*What you need to do*.
Output the complete listing exactly.

===

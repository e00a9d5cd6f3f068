use anyhow::{Context, Result};
use std::path::{Path, PathBuf};
use symphonia::core::audio::SampleBuffer;
use symphonia::core::codecs::{DecoderOptions, CODEC_TYPE_NULL};
use symphonia::core::errors::Error as SymphoniaError;
use symphonia::core::formats::FormatOptions;
use symphonia::core::io::MediaSourceStream;
use symphonia::core::meta::MetadataOptions;
use symphonia::core::probe::Hint;

/// A fully decoded, mono-downmixed audio track.
#[derive(Clone, Debug)]
pub struct AudioData {
    pub samples: Vec<f32>,
    pub sample_rate: u32,
    /// File the samples came from. Capture needs it to mux the original audio.
    pub source: Option<PathBuf>,
}

impl AudioData {
    /// Wraps in-memory samples that have no backing file.
    pub fn from_samples(samples: Vec<f32>, sample_rate: u32) -> Self {
        Self { samples, sample_rate, source: None }
    }

    pub fn duration_secs(&self) -> f64 {
        if self.sample_rate == 0 {
            return 0.0;
        }
        self.samples.len() as f64 / self.sample_rate as f64
    }
}

pub fn decode_audio(path: &Path) -> Result<AudioData> {
    let file = std::fs::File::open(path)
        .with_context(|| format!("Failed to open audio file: {}", path.display()))?;
    let mss = MediaSourceStream::new(Box::new(file), Default::default());

    let mut hint = Hint::new();
    if let Some(ext) = path.extension().and_then(|e| e.to_str()) {
        hint.with_extension(ext);
    }

    let probed = symphonia::default::get_probe()
        .format(&hint, mss, &FormatOptions::default(), &MetadataOptions::default())
        .context("Failed to probe audio format")?;
    let mut format = probed.format;

    let track = format
        .tracks()
        .iter()
        .find(|t| t.codec_params.codec != CODEC_TYPE_NULL)
        .context("No audio tracks found")?;
    let track_id = track.id;
    let channels = track.codec_params.channels.map_or(1, |c| c.count());
    let sample_rate = track.codec_params.sample_rate.context("Unknown sample rate")?;

    let mut decoder = symphonia::default::get_codecs()
        .make(&track.codec_params, &DecoderOptions::default())
        .context("Failed to create audio decoder")?;

    let mut samples: Vec<f32> = Vec::new();
    loop {
        let packet = match format.next_packet() {
            Ok(packet) => packet,
            Err(SymphoniaError::IoError(ref e)) if e.kind() == std::io::ErrorKind::UnexpectedEof => break,
            Err(e) => return Err(e.into()),
        };
        if packet.track_id() != track_id {
            continue;
        }
        let decoded = match decoder.decode(&packet) {
            Ok(d) => d,
            Err(SymphoniaError::DecodeError(msg)) => {
                log::debug!("Skipping undecodable packet: {}", msg);
                continue;
            }
            Err(e) => return Err(e.into()),
        };

        let mut buf = SampleBuffer::<f32>::new(decoded.frames() as u64, *decoded.spec());
        buf.copy_interleaved_ref(decoded);
        downmix_into(buf.samples(), channels, &mut samples);
    }

    let data = AudioData {
        samples,
        sample_rate,
        source: Some(path.to_path_buf()),
    };
    log::info!(
        "Decoded {}: {} samples, {}Hz, {:.1}s",
        path.display(),
        data.samples.len(),
        sample_rate,
        data.duration_secs()
    );
    Ok(data)
}

/// Appends the mono average of each interleaved frame to `out`.
fn downmix_into(interleaved: &[f32], channels: usize, out: &mut Vec<f32>) {
    if channels <= 1 {
        out.extend_from_slice(interleaved);
        return;
    }
    out.extend(
        interleaved
            .chunks(channels)
            .map(|frame| frame.iter().sum::<f32>() / channels as f32),
    );
}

===

*Task result*.
repository e00a9d5cd6f3f068
use anyhow::{Context, Result};
use std::path::{Path, PathBuf};
use symphonia::core::audio::SampleBuffer;
use symphonia::core::codecs::{DecoderOptions, CODEC_TYPE_NULL};
use symphonia::core::errors::Error as SymphoniaError;
use symphonia::core::formats::FormatOptions;
use symphonia::core::io::MediaSourceStream;
use symphonia::core::meta::MetadataOptions;
use symphonia::core::probe::Hint;

/// A fully decoded, mono-downmixed audio track.
#[derive(Clone, Debug)]
pub struct AudioData {
    pub samples: Vec<f32>,
    pub sample_rate: u32,
    /// File the samples came from. Capture needs it to mux the original audio.
    pub source: Option<PathBuf>,
}

impl AudioData {
    /// Wraps in-memory samples that have no backing file.
    pub fn from_samples(samples: Vec<f32>, sample_rate: u32) -> Self {
        Self { samples, sample_rate, source: None }
    }

    pub fn duration_secs(&self) -> f64 {
        if self.sample_rate == 0 {
            return 0.0;
        }
        self.samples.len() as f64 / self.sample_rate as f64
    }
}

pub fn decode_audio(path: &Path) -> Result<AudioData> {
    let file = std::fs::File::open(path)
        .with_context(|| format!("Failed to open audio file: {}", path.display()))?;
    let mss = MediaSourceStream::new(Box::new(file), Default::default());

    let mut hint = Hint::new();
    if let Some(ext) = path.extension().and_then(|e| e.to_str()) {
        hint.with_extension(ext);
    }

    let probed = symphonia::default::get_probe()
        .format(&hint, mss, &FormatOptions::default(), &MetadataOptions::default())
        .context("Failed to probe audio format")?;
    let mut format = probed.format;

    let track = format
        .tracks()
        .iter()
        .find(|t| t.codec_params.codec != CODEC_TYPE_NULL)
        .context("No audio tracks found")?;
    let track_id = track.id;
    let channels = track.codec_params.channels.map_or(1, |c| c.count());
    let sample_rate = track.codec_params.sample_rate.context("Unknown sample rate")?;

    let mut decoder = symphonia::default::get_codecs()
        .make(&track.codec_params, &DecoderOptions::default())
        .context("Failed to create audio decoder")?;

    let mut samples: Vec<f32> = Vec::new();
    loop {
        let packet = match format.next_packet() {
            Ok(packet) => packet,
            Err(SymphoniaError::IoError(ref e)) if e.kind() == std::io::ErrorKind::UnexpectedEof => break,
            Err(e) => return Err(e.into()),
        };
        if packet.track_id() != track_id {
            continue;
        }
        let decoded = match decoder.decode(&packet) {
            Ok(d) => d,
            Err(SymphoniaError::DecodeError(msg)) => {
                log::debug!("Skipping undecodable packet: {}", msg);
                continue;
            }
            Err(e) => return Err(e.into()),
        };

        let mut buf = SampleBuffer::<f32>::new(decoded.frames() as u64, *decoded.spec());
        buf.copy_interleaved_ref(decoded);
        downmix_into(buf.samples(), channels, &mut samples);
    }

    let data = AudioData {
        samples,
        sample_rate,
        source: Some(path.to_path_buf()),
    };
    log::info!(
        "Decoded {}: {} samples, {}Hz, {:.1}s",
        path.display(),
        data.samples.len(),
        sample_rate,
        data.duration_secs()
    );
    Ok(data)
}

/// Appends the mono average of each interleaved frame to `out`.
fn downmix_into(interleaved: &[f32], channels: usize, out: &mut Vec<f32>) {
    if channels <= 1 {
        out.extend_from_slice(interleaved);
        return;
    }
    out.extend(
        interleaved
            .chunks(channels)
            .map(|frame| frame.iter().sum::<f32>() / channels as f32),
    );
}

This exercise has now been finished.